Calumet Motorsports
- Company type: Privately held company
- Industry: Aerospace
- Founded: 1970s
- Founder: Tom Milton
- Fate: Sold in 2018
- Headquarters: Lansing, Illinois, United States
- Products: Kit aircraft, aircraft parts
- Website: calumetmanufacturing.com

= Calumet Motorsports =

American aircraft parts manufacturer

Calumet Motorsports was an American aircraft parts manufacturer and former aircraft kit manufacturer based in Lansing, Illinois, and founded by Tommy Milton. The company specialized in the design and manufacture of autogyro parts and at one time produced whole aircraft kits for amateur construction in the US including FAR 103 Ultralight Vehicles category.

==History==
The company was formed in the 1970s as Calumet Aeronautics, nicknamed Cal Aero and acted as a dealer for "Airguide" wind meters. In buying the assets of the SnoBird Aircraft Company the company acquired the rights to the Snobird Charger, single seat gyroplane that offered a ROTAX 503 or 582 ENGINE. SnoBird also offered a 2 place gyroplane that utilized a Honda 4 cylinder aircraft converted engine Snobird Explorer ultralight autogyro designed as an entry level gyroplane. Siting the difficulty ordering parts, destined for use on aircraft. A decision was made to change the company name to Calumet Motorsports. The Calumet designed Explorer Ultralight gyroplane was first flown in May 1997 and produced through the late 1990s and early 2000s when it was noted as a low-cost, entry level aircraft.
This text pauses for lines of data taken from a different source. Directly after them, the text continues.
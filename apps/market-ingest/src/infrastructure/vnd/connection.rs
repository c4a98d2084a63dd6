//! Live Stream Connection
//!
//! WebSocket adapter for the `StreamConnection` port. The socket is split
//! into a sink (control frames, keep-alives) and a source (data frames), each
//! behind its own async lock so the keep-alive writer never waits on a
//! pending read. Connection state lives inside the instance.

use async_trait::async_trait;
use futures_util::stream::{SplitSink, SplitStream};
use futures_util::{SinkExt, StreamExt};
use parking_lot::RwLock;
use tokio::net::TcpStream;
use tokio::sync::Mutex;
use tokio_tungstenite::tungstenite::Message;
use tokio_tungstenite::{MaybeTlsStream, WebSocketStream};

use crate::application::ports::{ConnectionState, StreamConnection, StreamError};
use crate::domain::{DecodeError, DecodedMessage};
use crate::infrastructure::metrics;

use super::codec::decode_frame;

/// Default live feed endpoint.
pub const DEFAULT_STREAM_URL: &str = "wss://price-api-free.vndirect.com.vn/realtime";

type Socket = WebSocketStream<MaybeTlsStream<TcpStream>>;

/// WebSocket live feed connection.
pub struct VndStreamConnection {
    url: String,
    state: RwLock<ConnectionState>,
    connect_lock: Mutex<()>,
    sink: Mutex<Option<SplitSink<Socket, Message>>>,
    source: Mutex<Option<SplitStream<Socket>>>,
}

impl std::fmt::Debug for VndStreamConnection {
    fn fmt(&self, f: &mut std::fmt::Formatter<'_>) -> std::fmt::Result {
        f.debug_struct("VndStreamConnection")
            .field("url", &self.url)
            .field("state", &*self.state.read())
            .finish_non_exhaustive()
    }
}

impl VndStreamConnection {
    /// Create a disconnected connection for `url`.
    #[must_use]
    pub fn new(url: impl Into<String>) -> Self {
        Self {
            url: url.into(),
            state: RwLock::new(ConnectionState::Disconnected),
            connect_lock: Mutex::new(()),
            sink: Mutex::new(None),
            source: Mutex::new(None),
        }
    }

    fn set_state(&self, state: ConnectionState) {
        *self.state.write() = state;
    }

    fn mark_disconnected(&self) {
        self.set_state(ConnectionState::Disconnected);
        metrics::set_stream_connected(false);
    }

    fn socket_error(&self, error: &tokio_tungstenite::tungstenite::Error) -> StreamError {
        self.mark_disconnected();
        StreamError::Socket {
            message: error.to_string(),
        }
    }
}

const fn failure_label(error: &DecodeError) -> &'static str {
    match error {
        DecodeError::UnsupportedMessage { .. } => "unsupported_message",
        DecodeError::MalformedField { .. } => "malformed_field",
        DecodeError::MalformedFrame(_) => "malformed_frame",
    }
}

#[async_trait]
impl StreamConnection for VndStreamConnection {
    async fn connect(&self) -> Result<(), StreamError> {
        let _guard = self.connect_lock.lock().await;
        if self.state() == ConnectionState::Connected {
            return Ok(());
        }

        // Drop a half-dead socket from a previous session.
        if let Some(mut sink) = self.sink.lock().await.take() {
            let _ = sink.close().await;
        }
        self.source.lock().await.take();

        self.set_state(ConnectionState::Connecting);
        tracing::info!(url = %self.url, "Connecting to live stream");

        let (socket, _response) = match tokio_tungstenite::connect_async(self.url.as_str()).await {
            Ok(connected) => connected,
            Err(e) => {
                self.mark_disconnected();
                return Err(StreamError::Connect {
                    message: e.to_string(),
                });
            }
        };

        let (sink, source) = socket.split();
        *self.sink.lock().await = Some(sink);
        *self.source.lock().await = Some(source);
        self.set_state(ConnectionState::Connected);
        tracing::info!(url = %self.url, "Live stream connected");
        Ok(())
    }

    async fn write(&self, frames: &[String]) -> Result<(), StreamError> {
        if self.state() != ConnectionState::Connected {
            return Err(StreamError::NotConnected);
        }
        let mut guard = self.sink.lock().await;
        let sink = guard.as_mut().ok_or(StreamError::NotConnected)?;

        for frame in frames {
            if let Err(e) = sink.send(Message::text(frame.clone())).await {
                return Err(self.socket_error(&e));
            }
        }
        Ok(())
    }

    async fn read(&self) -> Result<DecodedMessage, StreamError> {
        let mut guard = self.source.lock().await;
        let source = guard.as_mut().ok_or(StreamError::NotConnected)?;

        loop {
            match source.next().await {
                Some(Ok(Message::Text(text))) => {
                    return decode_frame(text.as_str()).map_err(|e| {
                        metrics::record_decode_failure(failure_label(&e));
                        tracing::warn!(error = %e, "Failed to decode live frame");
                        self.mark_disconnected();
                        StreamError::Decode(e)
                    });
                }
                Some(Ok(Message::Close(_))) | None => {
                    tracing::info!("Live stream closed by peer");
                    self.mark_disconnected();
                    return Err(StreamError::Closed);
                }
                // Ping, pong and binary frames carry no data.
                Some(Ok(_)) => {}
                Some(Err(e)) => return Err(self.socket_error(&e)),
            }
        }
    }

    fn state(&self) -> ConnectionState {
        *self.state.read()
    }

    async fn close(&self) {
        if let Some(mut sink) = self.sink.lock().await.take() {
            let _ = sink.close().await;
        }
        self.source.lock().await.take();
        self.mark_disconnected();
    }
}

#[cfg(test)]
mod tests {
    use super::*;

    #[tokio::test]
    async fn starts_disconnected() {
        let connection = VndStreamConnection::new("ws://127.0.0.1:1");
        assert_eq!(connection.state(), ConnectionState::Disconnected);
        assert!(matches!(
            connection.write(&["1".to_string()]).await,
            Err(StreamError::NotConnected)
        ));
        assert!(matches!(connection.read().await, Err(StreamError::NotConnected)));
    }

    #[tokio::test]
    async fn connect_failure_stays_disconnected() {
        let connection = VndStreamConnection::new("ws://127.0.0.1:1");
        assert!(matches!(
            connection.connect().await,
            Err(StreamError::Connect { .. })
        ));
        assert_eq!(connection.state(), ConnectionState::Disconnected);
    }

    #[test]
    fn failure_labels() {
        assert_eq!(
            failure_label(&DecodeError::MalformedFrame(String::new())),
            "malformed_frame"
        );
    }
}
The aircraft was commercially successful, but required additional investment to expand production and instead the line was sold. When the SnoBird line came up for sale again later, Calumet Motorsports bought the seat fuel tank business. Later, when parts designer Dick Wunderlich died, the company added the Wunderlich prerotator and rotorbrake to their product line.

Milton was also a Federal Aviation Administration Designated Airworthiness Representative (DAR).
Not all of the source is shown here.